Deborah Quigley

Photo courtesy of Deborah Quigley

Although she is now retired from her longtime customer service, training and operations job with United Airlines, Deborah Quigley of Nuuanu might be jet-setting more than ever these days. She travels to Cambodia a couple times a year, and also regularly visits Bali and Jakarta. And as of midweek last week, she was still contemplating an impromptu weekend trip to Cambodia.

But these aren’t the sort of relaxing trips you’d think one might like to indulge in after a 31-year career. Quigley travels around the world to provide aid and assistance to others

– mainly orphans and children in vulnerable situations – as a part of her volunteer work with Airline Ambassadors International (AAI). Her upcoming Cambodia trip, for example, is to deliver vitamins to kids under 5.

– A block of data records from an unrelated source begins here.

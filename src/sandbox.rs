//! Sandboxed path resolution.
//!
//! Every user-supplied path goes through [`PathSandbox`] before touching the
//! filesystem. The user string is cleaned lexically first (no `..`, no
//! backslashes, no leading or trailing separators), joined onto the root and
//! then canonicalized, so symlinks that point outside the root are caught as
//! well as plain traversal.
//!
//! Two policies are offered. [`PathSandbox::resolve`] hard-fails and is what
//! reads, downloads and comic page fetches use. [`PathSandbox::resolve_or_root`]
//! falls back to the root and is only meant for directory listings.

use crate::error::{ReaderError, Result};
use std::fs;
use std::path::{Path, PathBuf};
use tracing::{debug, warn};

/// Characters and sequences never allowed in a listed or uploaded filename.
const FORBIDDEN_FILENAME_PARTS: [&str; 9] = ["..", "\\", ":", "*", "?", "\"", "<", ">", "|"];
const MAX_FILENAME_CHARS: usize = 255;

#[derive(Debug, Clone)]
pub struct PathSandbox {
    root: PathBuf,
}

impl PathSandbox {
    /// Create a sandbox over an existing directory. The root is stored in its
    /// canonical form so later prefix checks compare like with like.
    pub fn new(root: impl AsRef<Path>) -> Result<Self> {
        let root = root.as_ref();
        let canonical = fs::canonicalize(root).map_err(|err| ReaderError::io(root, err))?;
        if !canonical.is_dir() {
            return Err(ReaderError::NotADirectory(canonical));
        }
        debug!(root = %canonical.display(), "Sandbox root ready");
        Ok(Self { root: canonical })
    }

    pub fn root(&self) -> &Path {
        &self.root
    }

    /// Resolve `user_path` inside the root or fail.
    ///
    /// An empty (or fully stripped) path resolves to the root itself.
    pub fn resolve(&self, user_path: &str) -> Result<PathBuf> {
        let components = clean_components(user_path);
        if components.is_empty() {
            return Ok(self.root.clone());
        }

        let joined = components
            .iter()
            .fold(self.root.clone(), |acc, part| acc.join(part));
        let canonical = fs::canonicalize(&joined).map_err(|err| ReaderError::io(&joined, err))?;

        if !canonical.starts_with(&self.root) {
            warn!(
                requested = user_path,
                resolved = %canonical.display(),
                "Path traversal attempt detected"
            );
            return Err(ReaderError::PathEscape(user_path.to_string()));
        }
        Ok(canonical)
    }

    /// Resolve `user_path`, answering the root on any failure.
    pub fn resolve_or_root(&self, user_path: &str) -> PathBuf {
        match self.resolve(user_path) {
            Ok(path) => path,
            Err(err) => {
                debug!(requested = user_path, "Falling back to sandbox root: {err}");
                self.root.clone()
            }
        }
    }

    /// Path of `absolute` relative to the root, with `/` separators.
    pub fn relative(&self, absolute: &Path) -> Option<String> {
        let rel = absolute.strip_prefix(&self.root).ok()?;
        let parts: Vec<String> = rel
            .components()
            .map(|c| c.as_os_str().to_string_lossy().into_owned())
            .collect();
        Some(parts.join("/"))
    }
}

fn clean_components(user_path: &str) -> Vec<String> {
    user_path
        .replace("..", "")
        .replace('\\', "/")
        .trim_matches('/')
        .split('/')
        .filter(|part| !part.is_empty() && *part != ".")
        .map(str::to_string)
        .collect()
}

/// Reject names that could smuggle separators, traversal or shell/OS
/// reserved characters, and names longer than 255 characters.
pub fn validate_filename(name: &str) -> bool {
    if name.is_empty() {
        return false;
    }
    if FORBIDDEN_FILENAME_PARTS
        .iter()
        .any(|forbidden| name.contains(forbidden))
    {
        return false;
    }
    name.chars().count() <= MAX_FILENAME_CHARS
}
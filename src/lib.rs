//! Sandboxed document reading: path resolution, format detection and the
//! EPUB, FB2, CBZ and plain-text normalizers behind a single [`Library`].

pub mod cache;
pub mod classify;
pub mod comic;
pub mod config;
pub mod epub_loader;
pub mod error;
pub mod fb2;
pub mod library;
pub mod normalizer;
pub mod sandbox;
pub mod uploads;

#[cfg(test)]
mod test_support;

pub use cache::{FileDescriptor, FileInfoCache};
pub use classify::{Classification, FormatFamily, FormatLabel, classify};
pub use comic::{ComicArchive, ComicPage};
pub use config::{ReaderConfig, load_config};
pub use epub_loader::{EpubDocument, parse_epub};
pub use error::{ReaderError, Result};
pub use fb2::{Fb2Document, parse_fb2};
pub use library::{Library, Listing, ReadOutcome};
pub use normalizer::{PreparedText, RenderKind, TextNormalizer};
pub use sandbox::{PathSandbox, validate_filename};
pub use uploads::{StagedUpload, TempUploads};
//! shelf-reader CLI: browse and read a sandboxed document library.

use std::fs;
use std::path::PathBuf;

use anyhow::{Context, Result, bail};
use clap::{Parser, Subcommand};
use serde::Serialize;
use tracing::info;

use shelf_reader::config::{DEFAULT_CONFIG_PATH, load_config, serialize_config};
use shelf_reader::Library;

#[derive(Parser)]
#[command(name = "shelf-reader", version, about = "Sandboxed document reader")]
struct Cli {
    /// Path to the TOML configuration file.
    #[arg(long, global = true, default_value = DEFAULT_CONFIG_PATH)]
    config: PathBuf,

    #[command(subcommand)]
    command: Commands,
}

#[derive(Subcommand)]
enum Commands {
    /// List a directory inside the library.
    List {
        /// Relative directory path; the root when omitted.
        #[arg(default_value = "")]
        path: String,

        /// Case-insensitive name filter.
        #[arg(long)]
        query: Option<String>,
    },

    /// Show the descriptor for a single file.
    Info { path: String },

    /// Read and normalize a file.
    Read { path: String },

    /// List the pages of a CBZ archive.
    Pages { path: String },

    /// Extract one comic page.
    Page {
        /// Archive path, may be percent-encoded.
        path: String,
        /// Entry name, may be percent-encoded.
        entry: String,
        #[arg(long)]
        out: PathBuf,
    },

    /// Stage a local file as a temporary upload.
    Upload { file: PathBuf },

    /// Remove expired temporary uploads.
    Cleanup,

    /// Print the effective configuration as TOML.
    Config,
}

fn main() -> Result<()> {
    let cli = Cli::parse();
    let config = load_config(&cli.config);

    tracing_subscriber::fmt()
        .with_env_filter(
            tracing_subscriber::EnvFilter::try_from_default_env()
                .unwrap_or_else(|_| tracing_subscriber::EnvFilter::new(&config.log_level)),
        )
        .with_writer(std::io::stderr)
        .init();

    if let Commands::Config = cli.command {
        print!("{}", serialize_config(&config)?);
        return Ok(());
    }

    let library = Library::open(&config).with_context(|| {
        format!("failed to open library at {}", config.root_dir.display())
    })?;

    match cli.command {
        Commands::List { path, query } => print_json(&library.list(&path, query.as_deref())?),
        Commands::Info { path } => print_json(&library.describe(&path)?),
        Commands::Read { path } => {
            let outcome = library
                .read(&path)
                .with_context(|| format!("failed to read {path}"))?;
            print_json(&outcome)
        }
        Commands::Pages { path } => print_json(&library.comic_pages(&path)?),
        Commands::Page { path, entry, out } => {
            let page = library.comic_page(&path, &entry)?;
            fs::write(&out, &page.bytes)
                .with_context(|| format!("failed to write {}", out.display()))?;
            info!(entry = %page.name, mime = page.mime, out = %out.display(), "Wrote comic page");
            Ok(())
        }
        Commands::Upload { file } => {
            let Some(name) = file.file_name().and_then(|n| n.to_str()) else {
                bail!("{} has no usable file name", file.display());
            };
            let bytes =
                fs::read(&file).with_context(|| format!("failed to read {}", file.display()))?;
            let uploads = library
                .uploads()
                .context("upload directory is not configured")?;
            print_json(&uploads.stage(name, &bytes)?)
        }
        Commands::Cleanup => {
            let uploads = library
                .uploads()
                .context("upload directory is not configured")?;
            let removed = uploads.cleanup(config.temp_max_age())?;
            println!("Removed {removed} expired upload(s)");
            Ok(())
        }
        // Printed before the library is opened.
        Commands::Config => Ok(()),
    }
}

fn print_json<T: Serialize>(value: &T) -> Result<()> {
    println!("{}", serde_json::to_string_pretty(value)?);
    Ok(())
}
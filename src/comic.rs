//! CBZ comic archives.
//!
//! A comic is a ZIP of images. Listing reads only the central directory;
//! pages are pulled out one at a time on request.

use crate::error::{ReaderError, Result};
use percent_encoding::percent_decode_str;
use serde::Serialize;
use std::fs::File;
use std::io::{BufReader, Read};
use std::path::{Path, PathBuf};
use tracing::{debug, error, warn};
use zip::ZipArchive;
use zip::result::ZipError;

const IMAGE_EXTENSIONS: [&str; 5] = ["jpg", "jpeg", "png", "gif", "webp"];
const MACOS_METADATA_PREFIX: &str = "__MACOSX/";

#[derive(Debug, Clone, PartialEq, Eq, Serialize)]
pub struct ComicArchive {
    pub path: PathBuf,
    /// Image entry names in plain lexicographic order.
    pub pages: Vec<String>,
}

#[derive(Debug, Clone, PartialEq, Eq)]
pub struct ComicPage {
    pub name: String,
    pub mime: &'static str,
    pub bytes: Vec<u8>,
}

impl ComicArchive {
    pub fn open(path: &Path) -> Result<Self> {
        let pages = list_pages(path)?;
        debug!(path = %path.display(), pages = pages.len(), "Opened comic archive");
        Ok(Self {
            path: path.to_path_buf(),
            pages,
        })
    }

    pub fn page_count(&self) -> usize {
        self.pages.len()
    }

    pub fn read_page(&self, entry: &str) -> Result<ComicPage> {
        read_page(&self.path, entry)
    }
}

/// List the image pages of a CBZ.
pub fn list_pages(path: &Path) -> Result<Vec<String>> {
    let archive = open_archive(path)?;
    Ok(filter_pages(archive.file_names()))
}

/// Keep image entries, drop macOS metadata and directories, sort by name.
///
/// The sort is byte-wise, so `page10.jpg` comes before `page2.jpg`.
pub fn filter_pages<'a>(names: impl IntoIterator<Item = &'a str>) -> Vec<String> {
    let mut pages: Vec<String> = names
        .into_iter()
        .filter(|name| !name.starts_with(MACOS_METADATA_PREFIX) && !name.ends_with('/'))
        .filter(|name| has_image_extension(name))
        .map(str::to_string)
        .collect();
    pages.sort();
    pages
}

fn has_image_extension(name: &str) -> bool {
    let lower = name.to_ascii_lowercase();
    IMAGE_EXTENSIONS
        .iter()
        .any(|ext| lower.rsplit_once('.').is_some_and(|(_, e)| e == *ext))
}

/// MIME type for a page, by extension. Unknown extensions are served as JPEG.
pub fn mime_for_entry(name: &str) -> &'static str {
    let lower = name.to_ascii_lowercase();
    if lower.ends_with(".png") {
        "image/png"
    } else if lower.ends_with(".gif") {
        "image/gif"
    } else if lower.ends_with(".webp") {
        "image/webp"
    } else {
        "image/jpeg"
    }
}

/// Read one page. `entry` may still be percent-encoded; the decoded name is
/// tried first, then the name exactly as given.
pub fn read_page(path: &Path, entry: &str) -> Result<ComicPage> {
    let decoded = percent_decode_str(entry).decode_utf8_lossy().into_owned();
    for candidate in [decoded.as_str(), entry] {
        if candidate.contains("..") || candidate.starts_with('/') || candidate.starts_with('\\') {
            warn!(entry = candidate, "Invalid comic page name requested");
            return Err(ReaderError::PathEscape(candidate.to_string()));
        }
    }

    let mut archive = open_archive(path)?;
    let index = archive
        .index_for_name(&decoded)
        .or_else(|| archive.index_for_name(entry))
        .ok_or_else(|| {
            error!(
                archive = %path.display(),
                entry = %decoded,
                raw = entry,
                "Image not found in comic archive"
            );
            ReaderError::NotFound(format!("{decoded} in {}", path.display()))
        })?;

    let mut file = archive
        .by_index(index)
        .map_err(|err| corrupt(path, err))?;
    let name = file.name().to_string();
    let mut bytes = Vec::with_capacity(usize::try_from(file.size()).unwrap_or(0));
    file.read_to_end(&mut bytes).map_err(|err| ReaderError::CorruptArchive {
        path: path.to_path_buf(),
        message: err.to_string(),
    })?;

    Ok(ComicPage {
        mime: mime_for_entry(&name),
        name,
        bytes,
    })
}

fn open_archive(path: &Path) -> Result<ZipArchive<BufReader<File>>> {
    let file = File::open(path).map_err(|err| ReaderError::io(path, err))?;
    ZipArchive::new(BufReader::new(file)).map_err(|err| {
        error!(path = %path.display(), "Bad CBZ file: {err}");
        corrupt(path, err)
    })
}

fn corrupt(path: &Path, err: ZipError) -> ReaderError {
    ReaderError::CorruptArchive {
        path: path.to_path_buf(),
        message: err.to_string(),
    }
}
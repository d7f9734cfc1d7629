mod common;

use common::{library, write_zip};
use shelf_reader::fb2::UNKNOWN_LANGUAGE;
use shelf_reader::{ReadOutcome, ReaderError, RenderKind};
use std::fs;

#[test]
fn pdf_is_located_not_parsed() {
    let (_dir, library) = library();
    let root = library.sandbox().root().to_path_buf();
    fs::write(root.join("paper.pdf"), b"%PDF-1.4 whatever").unwrap();
    match library.read("paper.pdf").unwrap() {
        ReadOutcome::Pdf { path } => assert_eq!(path, root.join("paper.pdf")),
        other => panic!("unexpected outcome {other:?}"),
    }
}

#[test]
fn fb2_reads_to_html() {
    let (_dir, library) = library();
    let root = library.sandbox().root().to_path_buf();
    fs::write(
        root.join("tale.fb2"),
        r#"<?xml version="1.0" encoding="utf-8"?>
<FictionBook xmlns="http://www.gribuser.ru/xml/fictionbook/2.0">
  <description><title-info><book-title>Tale</book-title></title-info></description>
  <body><section><title><p>I</p></title><p>Once <strong>upon</strong> a time</p></section></body>
</FictionBook>"#,
    )
    .unwrap();
    match library.read("tale.fb2").unwrap() {
        ReadOutcome::Fb2(doc) => {
            assert_eq!(doc.metadata.book_title, "Tale");
            assert_eq!(doc.metadata.lang, UNKNOWN_LANGUAGE);
            assert!(doc.content.starts_with("<div><h3><p>I</p></h3>"));
            assert!(doc.content.contains("<p>Once <strong>upon</strong> a time</p>"));
        }
        other => panic!("unexpected outcome {other:?}"),
    }
}

#[test]
fn broken_fb2_is_a_parse_error() {
    let (_dir, library) = library();
    let root = library.sandbox().root().to_path_buf();
    fs::write(root.join("bad.fb2"), "<FictionBook><body><p>oops</body>").unwrap();
    let err = library.read("bad.fb2").unwrap_err();
    assert!(matches!(err, ReaderError::Fb2Parse(_)));
    assert!(!err.is_client_error());
}

#[test]
fn html_falls_back_to_gbk() {
    let (_dir, library) = library();
    let root = library.sandbox().root().to_path_buf();
    let (bytes, _, _) = encoding_rs::GBK.encode("<p>中文网页</p>");
    fs::write(root.join("page.html"), &bytes).unwrap();
    match library.read("page.html").unwrap() {
        ReadOutcome::Html { content } => assert_eq!(content, "<p>中文网页</p>"),
        other => panic!("unexpected outcome {other:?}"),
    }
}

#[test]
fn code_is_tagged_with_language() {
    let (_dir, library) = library();
    let root = library.sandbox().root().to_path_buf();
    fs::create_dir(root.join("src")).unwrap();
    fs::write(root.join("src/app.js"), "let a = 1;\n\n\nlet b = 2;").unwrap();
    match library.read("src/app.js").unwrap() {
        ReadOutcome::Text(prepared) => {
            assert_eq!(prepared.kind, RenderKind::Code);
            assert_eq!(prepared.language, Some("javascript"));
            assert_eq!(prepared.content, "let a = 1;\n\n\nlet b = 2;");
        }
        other => panic!("unexpected outcome {other:?}"),
    }
}

#[test]
fn comic_pages_are_listed_and_fetched() {
    let (_dir, library) = library();
    let root = library.sandbox().root().to_path_buf();
    write_zip(
        &root.join("comics/My Comic.cbz"),
        &[
            ("page10.jpg", b"ten"),
            ("page2.png", b"two"),
            ("__MACOSX/page2.png", b"junk"),
            ("extras/", b""),
            ("notes.txt", b"not a page"),
            ("cover art.webp", b"cover"),
        ],
    );

    let archive = library.comic_pages("comics/My Comic.cbz").unwrap();
    assert_eq!(archive.pages, vec!["cover art.webp", "page10.jpg", "page2.png"]);

    let page = library
        .comic_page("comics/My%20Comic.cbz", "cover%20art.webp")
        .unwrap();
    assert_eq!(page.bytes, b"cover");
    assert_eq!(page.mime, "image/webp");

    assert!(matches!(
        library.comic_page("comics/My%20Comic.cbz", "missing.jpg"),
        Err(ReaderError::NotFound(_))
    ));
    assert!(matches!(
        library.comic_page("comics/My%20Comic.cbz", "%2E%2E%2Fsecret.jpg"),
        Err(ReaderError::PathEscape(_))
    ));

    match library.read("comics/My Comic.cbz").unwrap() {
        ReadOutcome::Comic(comic) => assert_eq!(comic.page_count(), 3),
        other => panic!("unexpected outcome {other:?}"),
    }
}

#[test]
fn corrupt_comic_is_reported() {
    let (_dir, library) = library();
    let root = library.sandbox().root().to_path_buf();
    fs::write(root.join("broken.cbz"), b"definitely not a zip").unwrap();
    assert!(matches!(
        library.read("broken.cbz"),
        Err(ReaderError::CorruptArchive { .. })
    ));
}

#[test]
fn repeated_reads_are_identical() {
    let (_dir, library) = library();
    let root = library.sandbox().root().to_path_buf();
    fs::write(root.join("story.txt"), "第一段\n\n第二段").unwrap();
    let first = library.read("story.txt").unwrap();
    let second = library.read("story.txt").unwrap();
    assert_eq!(first, second);
}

“Ever since I got hired with United Airlines, I knew there was something out there that we could do to use our travel benefits to do good,”

Quigley says. She retired from United two years ago, mostly, she says, so that she could expand her volunteer efforts. “I really, really liked my job,” Quigley says, “but I think I am doing what I need to be doing.”

The group was founded by a flight attendant as a way to provide humanitarian aid to communities in need worldwide. Quigley took her first trip with AAI in 1999 to work in an orphanage that was home to 70 children. Over the years, she also has led volunteer trips to the Philippines and Cambodia, worked in a Shanghai orphanage, assisted foster children in Romania and helped establish a program to provide food and clothes for kids in Argentina. Quigley also has worked on an initiative to help keep kids in Ecuador in school and has been instrumental in finding individual children permanent homes – like Somnang (pictured here with Quigley), who had been homeless and alone on the streets of Cambodia. She has helped other kids receive medical care.

AAI also responds to natural disasters. After the earthquake in Haiti, Quigley and other ambassadors worked with their various airline connections to coordinate charter flights to Port Au Prince to deliver aid to the survivors.

Quigley also is a trainer for the group’s human trafficking awareness team. As a part of this initiative, AAI works closely with the Department of Homeland Security to educate airport employees on the indicators of human trafficking and protocols for how to respond. Quigley has traveled to airports throughout the country to conduct trainings.

“We just do what we can to help,” Quigley says, “and I just want to do more.” One thing that keeps her motivated is the idea that even a tiny effort can change the course of a child’s entire life. “I don’t think I have a choice,” Quigley says about why she is compelled to help. “It’s just bigger than me.”